December 23, 2013
At Grameen Foundation, we’re committed to sharing our experiences and insights with others. Only together can we leverage the resources and know-how to connect the world’s poor to their potential. In this spirit, we offer up four lessons learned or affirmed through our work, along with relevant resources we or others have published over the course of 2013.

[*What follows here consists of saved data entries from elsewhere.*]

use anyhow::{Context, Result};
use arboard::Clipboard;
use std::sync::Mutex;
use tracing::debug;

/// Whole-blob access to a text clipboard.
pub trait ClipboardAccess: Send + Sync {
    /// Current clipboard text. Empty when the clipboard holds no text.
    fn read_text(&self) -> String;
    fn write_text(&self, text: &str) -> Result<()>;
}

/// OS clipboard backed by `arboard`.
///
/// On Wayland, and on X11 without a clipboard manager, this process owns the
/// copied text, so it disappears when the program exits.
pub struct SystemClipboard {
    clipboard: Mutex<Clipboard>,
}

impl SystemClipboard {
    pub fn new() -> Result<Self> {
        let clipboard = Clipboard::new().context("Failed to initialize clipboard")?;
        Ok(Self {
            clipboard: Mutex::new(clipboard),
        })
    }
}

impl ClipboardAccess for SystemClipboard {
    fn read_text(&self) -> String {
        let mut clipboard = self.clipboard.lock().expect("clipboard lock poisoned");
        match clipboard.get_text() {
            Ok(text) => text,
            Err(err) => {
                debug!("Clipboard has no text content: {}", err);
                String::new()
            }
        }
    }

    fn write_text(&self, text: &str) -> Result<()> {
        let mut clipboard = self.clipboard.lock().expect("clipboard lock poisoned");
        clipboard
            .set_text(text)
            .context("Failed to copy to clipboard")?;
        debug!("Text copied to clipboard");
        Ok(())
    }
}

/// In-process clipboard for headless sessions and tests.
#[derive(Default)]
pub struct MemoryClipboard {
    contents: Mutex<String>,
}

impl MemoryClipboard {
    pub fn new(initial: impl Into<String>) -> Self {
        Self {
            contents: Mutex::new(initial.into()),
        }
    }
}

impl ClipboardAccess for MemoryClipboard {
    fn read_text(&self) -> String {
        self.contents
            .lock()
            .expect("clipboard lock poisoned")
            .clone()
    }

    fn write_text(&self, text: &str) -> Result<()> {
        *self.contents.lock().expect("clipboard lock poisoned") = text.to_string();
        Ok(())
    }
}
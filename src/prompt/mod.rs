mod builder;
mod store;
mod template;

pub use builder::{build, BuildError, REWRITE_INSTRUCTIONS};
pub use store::{PromptStore, PromptStoreError, DEFAULT_TEMPLATE};
pub use template::{PromptTemplate, PLACEHOLDER};
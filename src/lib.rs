// Girder - a blocking thread-pool HTTP/1.1 server for Rust
//
// Routing, middleware, reserved routes and the acceptor live in
// `girder-core`; the WebSocket engine lives in `girder-websocket`.

// Re-export core functionality
pub use girder_core::*;

// WebSocket engine, also reachable as `girder::websocket`
pub use girder_websocket::{
    CloseCode, Connection as WebSocketConnection, ConnectionId, Hub, Message, WebSocketConfig,
    WebSocketError, WebSocketHandler,
};

/// Prelude for common imports
///
/// ```
/// use girder::prelude::*;
///
/// let mut router = Router::new();
/// router.get("/ping", |_ctx| "pong").unwrap();
/// let app = Application::new(router);
/// assert_eq!(app.router().len(), 1);
/// ```
pub mod prelude {
    pub use girder_core::{
        Application, CorsMiddleware, Error, HttpMethod, HttpRequest, HttpResponse, HttpStatus,
        IntoResponse, Json, Middleware, Next, RecoveryMiddleware, RequestContext,
        RequestIdMiddleware, Result, Route, Router, Server, ServerConfig, StateValue,
        TimingMiddleware,
    };
    pub use girder_websocket::{Hub, Message, WebSocketConfig, WebSocketHandler};
}
// Server configuration
//
// Sources, lowest precedence first: `ServerConfig::default()`, a TOML file,
// then `GIRDER_*` environment variables (a `.env` file is loaded first when
// present). Every source ends with `validate()`.

use crate::error::{Error, Result};
use crate::logging::debug;
use crate::worker::WorkerMode;
use girder_websocket::WebSocketConfig;
use serde::Deserialize;
use std::collections::HashMap;
use std::path::Path;
use std::str::FromStr;
use std::time::Duration;

/// Prefix for environment overrides
pub const ENV_PREFIX: &str = "GIRDER_";

#[derive(Debug, Clone, Deserialize)]
#[serde(default)]
pub struct ServerConfig {
    pub host: String,
    pub port: u16,
    /// Try the following ports when `port` is taken
    pub auto_port: bool,
    /// Total bind attempts when `auto_port` is on
    pub max_port_attempts: u32,
    /// Absent: auto. 0: single-threaded. n: fixed pool.
    pub workers: Option<usize>,
    pub access_log: bool,
    pub max_body_size: usize,
    pub max_header_size: usize,
    /// 0 disables the timeout
    pub read_timeout_ms: u64,
    /// 0 disables the timeout
    pub write_timeout_ms: u64,
    /// Serve the docs, health and GraphQL reserved routes
    pub reserved_routes: bool,
    pub docs_path: String,
    pub health_path: String,
    pub graphql_path: String,
    pub graphql_playground: bool,
    pub websocket: WebSocketConfig,
}

impl Default for ServerConfig {
    fn default() -> Self {
        Self {
            host: "127.0.0.1".to_string(),
            port: 8080,
            auto_port: false,
            max_port_attempts: 10,
            workers: None,
            access_log: true,
            max_body_size: 1024 * 1024,
            max_header_size: 8 * 1024,
            read_timeout_ms: 30_000,
            write_timeout_ms: 30_000,
            reserved_routes: true,
            docs_path: "/docs".to_string(),
            health_path: "/health".to_string(),
            graphql_path: "/graphql".to_string(),
            graphql_playground: true,
            websocket: WebSocketConfig::default(),
        }
    }
}

impl ServerConfig {
    /// Parse and validate a TOML document.
    ///
    /// ```
    /// use girder_core::ServerConfig;
    ///
    /// let config = ServerConfig::from_toml_str("port = 9000\nworkers = 0").unwrap();
    /// assert_eq!(config.port, 9000);
    /// assert_eq!(config.workers, Some(0));
    /// ```
    pub fn from_toml_str(source: &str) -> Result<Self> {
        let config: Self = toml::from_str(source)
            .map_err(|e| Error::Config(format!("invalid TOML: {}", e)))?;
        config.validate()?;
        Ok(config)
    }

    /// Load and validate a TOML file.
    pub fn from_file(path: impl AsRef<Path>) -> Result<Self> {
        let path = path.as_ref();
        let source = std::fs::read_to_string(path)
            .map_err(|e| Error::Config(format!("cannot read {}: {}", path.display(), e)))?;
        debug!(path = %path.display(), "Loaded configuration file");
        Self::from_toml_str(&source)
    }

    /// Defaults overridden by `GIRDER_*` variables, after loading `.env`.
    pub fn from_env() -> Result<Self> {
        if let Ok(path) = dotenvy::dotenv() {
            debug!(path = %path.display(), "Loaded .env file");
        }
        Self::default().apply_env()
    }

    /// Layer `GIRDER_*` variables from the process environment over `self`.
    pub fn apply_env(self) -> Result<Self> {
        let vars: HashMap<String, String> = std::env::vars()
            .filter_map(|(key, value)| {
                key.strip_prefix(ENV_PREFIX)
                    .map(|name| (name.to_string(), value))
            })
            .collect();
        self.apply_vars(&vars)
    }

    /// Layer overrides keyed by variable name without the prefix, such as
    /// `PORT` or `WS_MAX_CONNECTIONS`. Unknown keys are ignored.
    pub fn apply_vars(mut self, vars: &HashMap<String, String>) -> Result<Self> {
        for (key, value) in vars {
            let value = value.trim();
            match key.to_ascii_uppercase().as_str() {
                "HOST" => self.host = value.to_string(),
                "PORT" => self.port = parse_var(key, value)?,
                "AUTO_PORT" => self.auto_port = parse_bool(key, value)?,
                "MAX_PORT_ATTEMPTS" => self.max_port_attempts = parse_var(key, value)?,
                "WORKERS" => {
                    self.workers = if value.eq_ignore_ascii_case("auto") {
                        None
                    } else {
                        Some(parse_var(key, value)?)
                    }
                }
                "ACCESS_LOG" => self.access_log = parse_bool(key, value)?,
                "MAX_BODY_SIZE" => self.max_body_size = parse_var(key, value)?,
                "MAX_HEADER_SIZE" => self.max_header_size = parse_var(key, value)?,
                "READ_TIMEOUT_MS" => self.read_timeout_ms = parse_var(key, value)?,
                "WRITE_TIMEOUT_MS" => self.write_timeout_ms = parse_var(key, value)?,
                "RESERVED_ROUTES" => self.reserved_routes = parse_bool(key, value)?,
                "DOCS_PATH" => self.docs_path = value.to_string(),
                "HEALTH_PATH" => self.health_path = value.to_string(),
                "GRAPHQL_PATH" => self.graphql_path = value.to_string(),
                "GRAPHQL_PLAYGROUND" => self.graphql_playground = parse_bool(key, value)?,
                "WS_MAX_MESSAGE_SIZE" => self.websocket.max_message_size = parse_var(key, value)?,
                "WS_MAX_FRAME_SIZE" => self.websocket.max_frame_size = parse_var(key, value)?,
                "WS_PING_INTERVAL_MS" => self.websocket.ping_interval_ms = parse_var(key, value)?,
                "WS_PONG_TIMEOUT_MS" => self.websocket.pong_timeout_ms = parse_var(key, value)?,
                "WS_MAX_CONNECTIONS" => self.websocket.max_connections = parse_var(key, value)?,
                "WS_REQUIRE_MASKED" => self.websocket.require_masked = parse_bool(key, value)?,
                _ => debug!(key = %key, "Ignoring unknown configuration variable"),
            }
        }
        self.validate()?;
        Ok(self)
    }

    /// Reject configurations the server cannot run with.
    pub fn validate(&self) -> Result<()> {
        if self.host.trim().is_empty() {
            return Err(Error::Config("host must not be empty".into()));
        }
        if self.max_port_attempts == 0 {
            return Err(Error::Config("max_port_attempts must be at least 1".into()));
        }
        if self.max_body_size == 0 {
            return Err(Error::Config("max_body_size must be greater than 0".into()));
        }
        if self.max_header_size == 0 {
            return Err(Error::Config("max_header_size must be greater than 0".into()));
        }
        if self.websocket.max_connections == 0 {
            return Err(Error::Config(
                "websocket.max_connections must be greater than 0".into(),
            ));
        }
        if self.websocket.max_frame_size == 0 || self.websocket.max_message_size == 0 {
            return Err(Error::Config("websocket size limits must be greater than 0".into()));
        }
        for (name, path) in [
            ("docs_path", &self.docs_path),
            ("health_path", &self.health_path),
            ("graphql_path", &self.graphql_path),
        ] {
            if !path.starts_with('/') {
                return Err(Error::Config(format!("{} must start with '/': {:?}", name, path)));
            }
        }
        Ok(())
    }

    pub fn worker_mode(&self) -> WorkerMode {
        WorkerMode::from_config(self.workers)
    }

    pub fn read_timeout(&self) -> Option<Duration> {
        (self.read_timeout_ms > 0).then(|| Duration::from_millis(self.read_timeout_ms))
    }

    pub fn write_timeout(&self) -> Option<Duration> {
        (self.write_timeout_ms > 0).then(|| Duration::from_millis(self.write_timeout_ms))
    }

    /// Upper bound on bytes read for one request.
    pub fn max_request_size(&self) -> usize {
        self.max_header_size.saturating_add(self.max_body_size)
    }
}

fn parse_var<T: FromStr>(key: &str, value: &str) -> Result<T> {
    value.parse().map_err(|_| {
        Error::Config(format!(
            "{}{}: cannot parse {:?} as {}",
            ENV_PREFIX,
            key,
            value,
            std::any::type_name::<T>()
        ))
    })
}

fn parse_bool(key: &str, value: &str) -> Result<bool> {
    match value.to_ascii_lowercase().as_str() {
        "1" | "true" | "yes" | "on" => Ok(true),
        "0" | "false" | "no" | "off" => Ok(false),
        _ => Err(Error::Config(format!(
            "{}{}: expected a boolean, got {:?}",
            ENV_PREFIX, key, value
        ))),
    }
}
// HTTP Status Codes

/// HTTP status codes produced by the server and its handlers
#[derive(Debug, Clone, Copy, PartialEq, Eq, Hash)]
pub enum HttpStatus {
    // 1xx Informational
    SwitchingProtocols = 101,

    // 2xx Success
    Ok = 200,
    Created = 201,
    Accepted = 202,
    NoContent = 204,

    // 3xx Redirection
    MovedPermanently = 301,
    Found = 302,
    SeeOther = 303,
    NotModified = 304,
    TemporaryRedirect = 307,
    PermanentRedirect = 308,

    // 4xx Client Errors
    BadRequest = 400,
    Unauthorized = 401,
    Forbidden = 403,
    NotFound = 404,
    MethodNotAllowed = 405,
    NotAcceptable = 406,
    RequestTimeout = 408,
    Conflict = 409,
    Gone = 410,
    LengthRequired = 411,
    PayloadTooLarge = 413,
    UriTooLong = 414,
    UnsupportedMediaType = 415,
    UnprocessableEntity = 422,
    UpgradeRequired = 426,
    TooManyRequests = 429,
    RequestHeaderFieldsTooLarge = 431,

    // 5xx Server Errors
    InternalServerError = 500,
    NotImplemented = 501,
    BadGateway = 502,
    ServiceUnavailable = 503,
    GatewayTimeout = 504,
    HttpVersionNotSupported = 505,
}

impl HttpStatus {
    /// Get the numeric status code
    pub fn code(&self) -> u16 {
        *self as u16
    }

    /// Get the reason phrase for the status code
    pub fn reason(&self) -> &'static str {
        match self {
            HttpStatus::SwitchingProtocols => "Switching Protocols",

            HttpStatus::Ok => "OK",
            HttpStatus::Created => "Created",
            HttpStatus::Accepted => "Accepted",
            HttpStatus::NoContent => "No Content",

            HttpStatus::MovedPermanently => "Moved Permanently",
            HttpStatus::Found => "Found",
            HttpStatus::SeeOther => "See Other",
            HttpStatus::NotModified => "Not Modified",
            HttpStatus::TemporaryRedirect => "Temporary Redirect",
            HttpStatus::PermanentRedirect => "Permanent Redirect",

            HttpStatus::BadRequest => "Bad Request",
            HttpStatus::Unauthorized => "Unauthorized",
            HttpStatus::Forbidden => "Forbidden",
            HttpStatus::NotFound => "Not Found",
            HttpStatus::MethodNotAllowed => "Method Not Allowed",
            HttpStatus::NotAcceptable => "Not Acceptable",
            HttpStatus::RequestTimeout => "Request Timeout",
            HttpStatus::Conflict => "Conflict",
            HttpStatus::Gone => "Gone",
            HttpStatus::LengthRequired => "Length Required",
            HttpStatus::PayloadTooLarge => "Payload Too Large",
            HttpStatus::UriTooLong => "URI Too Long",
            HttpStatus::UnsupportedMediaType => "Unsupported Media Type",
            HttpStatus::UnprocessableEntity => "Unprocessable Entity",
            HttpStatus::UpgradeRequired => "Upgrade Required",
            HttpStatus::TooManyRequests => "Too Many Requests",
            HttpStatus::RequestHeaderFieldsTooLarge => "Request Header Fields Too Large",

            HttpStatus::InternalServerError => "Internal Server Error",
            HttpStatus::NotImplemented => "Not Implemented",
            HttpStatus::BadGateway => "Bad Gateway",
            HttpStatus::ServiceUnavailable => "Service Unavailable",
            HttpStatus::GatewayTimeout => "Gateway Timeout",
            HttpStatus::HttpVersionNotSupported => "HTTP Version Not Supported",
        }
    }

    /// Check if status is informational (1xx)
    pub fn is_informational(&self) -> bool {
        (100..200).contains(&self.code())
    }

    /// Check if status is success (2xx)
    pub fn is_success(&self) -> bool {
        (200..300).contains(&self.code())
    }

    /// Check if status is client error (4xx)
    pub fn is_client_error(&self) -> bool {
        (400..500).contains(&self.code())
    }

    /// Check if status is server error (5xx)
    pub fn is_server_error(&self) -> bool {
        (500..600).contains(&self.code())
    }

    /// Check if status is an error (4xx or 5xx)
    pub fn is_error(&self) -> bool {
        self.is_client_error() || self.is_server_error()
    }

    /// Get status from code
    pub fn from_code(code: u16) -> Option<Self> {
        match code {
            101 => Some(HttpStatus::SwitchingProtocols),

            200 => Some(HttpStatus::Ok),
            201 => Some(HttpStatus::Created),
            202 => Some(HttpStatus::Accepted),
            204 => Some(HttpStatus::NoContent),

            301 => Some(HttpStatus::MovedPermanently),
            302 => Some(HttpStatus::Found),
            303 => Some(HttpStatus::SeeOther),
            304 => Some(HttpStatus::NotModified),
            307 => Some(HttpStatus::TemporaryRedirect),
            308 => Some(HttpStatus::PermanentRedirect),

            400 => Some(HttpStatus::BadRequest),
            401 => Some(HttpStatus::Unauthorized),
            403 => Some(HttpStatus::Forbidden),
            404 => Some(HttpStatus::NotFound),
            405 => Some(HttpStatus::MethodNotAllowed),
            406 => Some(HttpStatus::NotAcceptable),
            408 => Some(HttpStatus::RequestTimeout),
            409 => Some(HttpStatus::Conflict),
            410 => Some(HttpStatus::Gone),
            411 => Some(HttpStatus::LengthRequired),
            413 => Some(HttpStatus::PayloadTooLarge),
            414 => Some(HttpStatus::UriTooLong),
            415 => Some(HttpStatus::UnsupportedMediaType),
            422 => Some(HttpStatus::UnprocessableEntity),
            426 => Some(HttpStatus::UpgradeRequired),
            429 => Some(HttpStatus::TooManyRequests),
            431 => Some(HttpStatus::RequestHeaderFieldsTooLarge),

            500 => Some(HttpStatus::InternalServerError),
            501 => Some(HttpStatus::NotImplemented),
            502 => Some(HttpStatus::BadGateway),
            503 => Some(HttpStatus::ServiceUnavailable),
            504 => Some(HttpStatus::GatewayTimeout),
            505 => Some(HttpStatus::HttpVersionNotSupported),

            _ => None,
        }
    }
}

/// Reason phrase for any numeric code. Unknown codes get a class-level phrase.
pub fn reason_phrase(code: u16) -> &'static str {
    match HttpStatus::from_code(code) {
        Some(status) => status.reason(),
        None => match code {
            100..=199 => "Informational",
            200..=299 => "Success",
            300..=399 => "Redirection",
            400..=499 => "Client Error",
            _ => "Server Error",
        },
    }
}

impl std::fmt::Display for HttpStatus {
    fn fmt(&self, f: &mut std::fmt::Formatter<'_>) -> std::fmt::Result {
        write!(f, "{} {}", self.code(), self.reason())
    }
}

impl From<HttpStatus> for u16 {
    fn from(status: HttpStatus) -> Self {
        status.code()
    }
}

#[cfg(test)]
mod tests {
    use super::*;

    #[test]
    fn test_status_code() {
        assert_eq!(HttpStatus::Ok.code(), 200);
        assert_eq!(HttpStatus::NotFound.code(), 404);
        assert_eq!(HttpStatus::PayloadTooLarge.code(), 413);
    }

    #[test]
    fn test_status_categories() {
        assert!(HttpStatus::Ok.is_success());
        assert!(HttpStatus::SwitchingProtocols.is_informational());
        assert!(HttpStatus::NotFound.is_client_error());
        assert!(HttpStatus::InternalServerError.is_server_error());
        assert!(!HttpStatus::Ok.is_error());
    }

    #[test]
    fn test_from_code() {
        assert_eq!(HttpStatus::from_code(404), Some(HttpStatus::NotFound));
        assert_eq!(HttpStatus::from_code(999), None);
    }

    #[test]
    fn test_reason_phrase_fallback() {
        assert_eq!(reason_phrase(201), "Created");
        assert_eq!(reason_phrase(299), "Success");
        assert_eq!(reason_phrase(499), "Client Error");
    }

    #[test]
    fn test_display() {
        assert_eq!(HttpStatus::NotFound.to_string(), "404 Not Found");
    }
}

CARD Bank savings client with her new ATM card
Human networks are critical to overcoming the gender barriers and literacy challenges faced when delivering products and services to the poor
This year, we published several resources related to better understanding and utilizing human networks to eliminate global poverty:
Grameen Foundation India and Enclude co-published research and analysis on the operational challenges of the Banking Correspondent model in India and offered up some recommendations for improving the model;
Grameen Foundation India documented how microfinance institution CASHPOR used its existing loan officers as banking correspondents to cost-efficiently offer access to both credit and savings; and
Grameen Foundation launched the Human Capital Hub, a one-stop resource for human capital management tools to help social enterprises – particularly MFIs – increase employee commitment and effectiveness and improve client protection.
Developing products and services for the poor is a marathon, not a sprint
As we concluded our four-year Savings Initiative supported by the Gates Foundation this fall, we were able to celebrate the milestone of helping to open more than 922,000 new savings accounts through our partners in Ethiopia, India, and the Philippines. Over the course of this journey, we were reminded that creating and managing a product like savings for the poor requires extensive planning and adaptation. Even when you launch the product, you’re not done.
The new savings products we helped to launch with Cashpor in India and CARD Bank in the Philippines were quite popular with clients, but many accounts went dormant within a few months of being opened. It took a continued effort to address account dormancy by improving organizational processes, building client trust, and teaching financial literacy.
Accurate, real-time data can make all the difference in effectively addressing the needs of the poor
Organizations and social enterprises often lack accurate data to measure and grow their social impact. That's why Grameen Foundation provides the Progress out of Poverty Index, a simple tool to measure poverty levels and track progress over time, and integrates it into TaroWorks, our mobile-phone based data management solution. These tools provide a powerful way to gain insights, evaluate programs, and improve impact.
This year, Aspen Institute’s Network for Development Entrepreneurs documented how one inclusive business, Honey Care, in Kenya is using these tools (PDF). Real-time communication helped Honey Care optimize the timing of their workers’ field visits, improve the efficiency of harvests and reduce losses due to side selling. It also helped to ensure that any issues with the hive’s health were promptly resolved. And by tracking hive performance, Honey Care was better able to estimate the amount of supply that it would market to both local and international honey buyers.
The mobile phone might not be as inclusive as you think
Statistics about mobile phone ownership around the world suggest a tantalizing vision of a nearly ubiquitous platform for financial inclusion. Those numbers, however, conceal significant challenges. Our own research along with a survey of GSMA (PDF), the global association of mobile operators, reveals that women often do not own or have easy access to the phones within their households.
Even when they own a phone, the poor often are not able to use it effectively, which can put more complex financial transactions out of reach. This highlights the importance the trusted human networks noted above. Earlier this year, Grameen Foundation’s Sean Krepp shared key insights on this issue from the perspective of our Community Knowledge Worker program in Uganda, and Leo Tobias looked at the implications of mobile phone research in Asia on our mobile financial services efforts.
In the spirit of reflection, we also asked our senior leadership what were some of the most influential research publications, books, or articles (outside Grameen Foundation) published this year, and here are a few of their recommendations:
Scarcity: Why Having Too Little Means So Much by Sendhil Mullainathan and Eldar Shafir
Will Hard Cash Go the Way of the Compact Disk? from the World Bank’s All About Finance Blog
The State of Food and Agriculture - 2013 (PDF) published by the FAO
How can trade improve food security in Sub-Saharan Africa (PDF) by Johan Swinnen, Stanford University
Beyond Performance: How great organizations build competitive advantage by Scott Keller and Colin Price, McKinsey
To Sell Is Human: The Surprising Truth about Moving Others by Daniel Pink
What were your biggest lessons learned in 2013? What were your favorite reads? Let us know in the comments.